Re: Who Watches the Watchmen? A Review of Subjective Approaches for Sybil-resistance in Proof of Personhood Protocols

On Thu, 10 Sep 2020 at 10:03, <> wrote:

> I agree that a one-person-per-vote system is ideal, however it's hard map
> such a system to cyber space directly without a central authority.
> Consider how one-vote-per-cpu can allow a way to directly prove the number
> of identities (cpus).  For example we know some entity is 10 cpus because
> they solve x of the last y blocks.  There is no need to trust any
> authority, only the  solution.

Funnily enough, this is exactly what Satoshi said.  He would have preferred
a more democratic process, but he didnt know how to do it without it being
gamed.  So we ended up with one CPU one vote.  This turned out to be
incredibly successful because it was a vector for building trust.

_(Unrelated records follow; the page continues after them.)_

//! pairing handshake over qr codes
//!
//! the requester shows a short sequence of qr codes, each carrying one
//! handshake packet with a distinct counter and its own random nonce.
//! the scanner needs a run of consecutive counters before it accepts the
//! request, which filters out stray frames of an older request.
//!
//! packet layout:
//!
//! ```text
//! counter u8 | u16 nonces | mode u8 | u16 name | u16 phone | u16 pubkey | zero padding
//! ```
//!
//! on screen every byte after the counter is xored with a keystream
//! seeded by the counter, then the whole packet is base45 encoded.

use std::collections::BTreeMap;

use rand::seq::index;

use crate::base45;
use crate::codec::{Reader, Writer};
use crate::user::{normalize_phone, OperatingMode, User};
use crate::{Error, Result};

/// plaintext of the pairing acknowledgement
pub const PAIRING_ACK: [u8; 4] = [0; 4];

pub fn is_valid_ack(plaintext: &[u8]) -> bool {
    plaintext == PAIRING_ACK
}

#[derive(Clone, Debug, PartialEq, Eq)]
pub struct HandshakePacket {
    pub counter: u8,
    pub nonces: Vec<u8>,
    pub operating_mode: OperatingMode,
    pub name: String,
    pub phone: String,
    pub public_key: Vec<u8>,
}

impl HandshakePacket {
    pub fn new(
        counter: u8,
        nonces: Vec<u8>,
        operating_mode: OperatingMode,
        user: &User,
        public_key: &[u8],
    ) -> Self {
        Self {
            counter,
            nonces,
            operating_mode,
            name: user.name.clone(),
            phone: normalize_phone(&user.phone),
            public_key: public_key.to_vec(),
        }
    }

    pub fn user(&self) -> User {
        User::new(self.name.clone(), &self.phone)
    }

    /// encode, zero padding up to `min_len`
    pub fn encode(&self, min_len: usize) -> Result<Vec<u8>> {
        let mut w = Writer::new();
        w.put_u8(self.counter);
        w.put_bytes(&self.nonces)?;
        w.put_u8(self.operating_mode.tag());
        w.put_str(&self.name)?;
        w.put_str(&normalize_phone(&self.phone))?;
        w.put_bytes(&self.public_key)?;
        let mut bytes = w.into_bytes();
        if bytes.len() < min_len {
            bytes.resize(min_len, 0);
        }
        Ok(bytes)
    }

    /// parse a packet; trailing padding is ignored
    pub fn parse(bytes: &[u8]) -> Result<Self> {
        let mut r = Reader::new(bytes);
        Ok(Self {
            counter: r.u8()?,
            nonces: r.bytes()?.to_vec(),
            operating_mode: OperatingMode::from_tag(r.u8()?)?,
            name: r.string()?,
            phone: r.string()?,
            public_key: r.bytes()?.to_vec(),
        })
    }
}

/// xor every byte after the counter with the counter-seeded keystream;
/// applying it twice is the identity
pub fn obfuscate(packet: &[u8]) -> Vec<u8> {
    let Some((&counter, body)) = packet.split_first() else {
        return Vec::new();
    };
    let mut out = Vec::with_capacity(packet.len());
    out.push(counter);
    let mut s = counter;
    for &b in body {
        out.push(b ^ s);
        s = s.wrapping_mul(7).wrapping_add(1);
    }
    out
}

/// packet bytes to qr text
pub fn encode_qr_chunk(packet: &[u8]) -> String {
    base45::encode(&obfuscate(packet))
}

/// qr text to packet bytes
pub fn decode_qr_chunk(text: &str) -> Result<Vec<u8>> {
    Ok(obfuscate(&base45::decode(text)?))
}

/// the set of packets a requester displays for one pairing attempt
#[derive(Clone, Debug)]
pub struct PairingRequest {
    counters: Vec<u8>,
    packets: Vec<Vec<u8>>,
}

impl PairingRequest {
    /// `count` packets with counters starting at a random byte, each with
    /// its own random nonce (nonces are distinct across the request)
    pub fn generate(
        user: &User,
        mode: OperatingMode,
        public_key: &[u8],
        count: usize,
        min_len: usize,
    ) -> Result<Self> {
        if count == 0 || count > 256 {
            return Err(Error::Config(format!("pairing request needs 1..=256 packets, got {count}")));
        }
        let mut rng = rand::thread_rng();
        let start: u8 = rand::Rng::gen(&mut rng);
        let nonces = index::sample(&mut rng, 256, count);

        let mut counters = Vec::with_capacity(count);
        let mut packets = Vec::with_capacity(count);
        for (i, nonce) in nonces.into_iter().enumerate() {
            let counter = start.wrapping_add(i as u8);
            let packet = HandshakePacket::new(counter, vec![nonce as u8], mode, user, public_key);
            counters.push(counter);
            packets.push(packet.encode(min_len)?);
        }
        Ok(Self { counters, packets })
    }

    pub fn counters(&self) -> &[u8] {
        &self.counters
    }

    pub fn contains_counter(&self, counter: u8) -> bool {
        self.counters.contains(&counter)
    }

    pub fn packets(&self) -> &[Vec<u8>] {
        &self.packets
    }

    pub fn qr_codes(&self) -> Vec<String> {
        self.packets.iter().map(|p| encode_qr_chunk(p)).collect()
    }
}

/// a request accepted after enough consecutive packets were scanned
#[derive(Clone, Debug, PartialEq, Eq)]
pub struct AcceptedRequest {
    /// first packet of the consecutive run
    pub packet: HandshakePacket,
    pub counters: Vec<u8>,
}

/// collects scanned packets until a consecutive run is complete
#[derive(Debug)]
pub struct RequestAccumulator {
    required: usize,
    packets: BTreeMap<u8, HandshakePacket>,
}

impl RequestAccumulator {
    pub fn new(required: usize) -> Self {
        Self {
            required: required.clamp(1, 256),
            packets: BTreeMap::new(),
        }
    }

    pub fn reset(&mut self) {
        self.packets.clear();
    }

    pub fn len(&self) -> usize {
        self.packets.len()
    }

    pub fn is_empty(&self) -> bool {
        self.packets.is_empty()
    }

    /// add a scanned packet; duplicates are absorbed and a packet from a
    /// different requester restarts the collection
    pub fn push(&mut self, packet: HandshakePacket) -> Option<AcceptedRequest> {
        let same_requester = self
            .packets
            .values()
            .next()
            .map_or(true, |p| p.public_key == packet.public_key && p.phone == packet.phone);
        if !same_requester {
            self.packets.clear();
        }
        self.packets.insert(packet.counter, packet);

        let start = self.packets.keys().copied().find(|&start| {
            (0..self.required).all(|i| self.packets.contains_key(&start.wrapping_add(i as u8)))
        })?;
        let counters: Vec<u8> = (0..self.required).map(|i| start.wrapping_add(i as u8)).collect();
        let packet = self.packets.remove(&start)?;
        self.packets.clear();
        Some(AcceptedRequest { packet, counters })
    }
}

/// response payload: `u16 iv | iv | u16 pubkey | pubkey | ciphertext`
pub fn encode_response(iv: &[u8], public_key: &[u8], ciphertext: &[u8]) -> Result<Vec<u8>> {
    let mut w = Writer::new();
    w.put_bytes(iv)?;
    w.put_bytes(public_key)?;
    w.put_raw(ciphertext);
    Ok(w.into_bytes())
}

#[derive(Debug, PartialEq, Eq)]
pub struct ResponseFrame<'a> {
    pub iv: &'a [u8],
    pub public_key: &'a [u8],
    pub ciphertext: &'a [u8],
}

pub fn parse_response(bytes: &[u8]) -> Result<ResponseFrame<'_>> {
    let mut r = Reader::new(bytes);
    Ok(ResponseFrame {
        iv: r.bytes()?,
        public_key: r.bytes()?,
        ciphertext: r.rest(),
    })
}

> I think Git system might be the closest to one-person-per-vote where you
> can know about how many people contribute to the longest known chain of
> commits of a git repo (the trunk branch) aka the current consensus.  Of
> course this doesn't map directly for a number of reasons (people are not
> simple cpus for one).

Yes, and you get anonymous people.  There's also

When a measure becomes a target, it ceases to be a good measure

So what can start out as a good system can become increasingly gamed over
time.  Society is full of examples of this.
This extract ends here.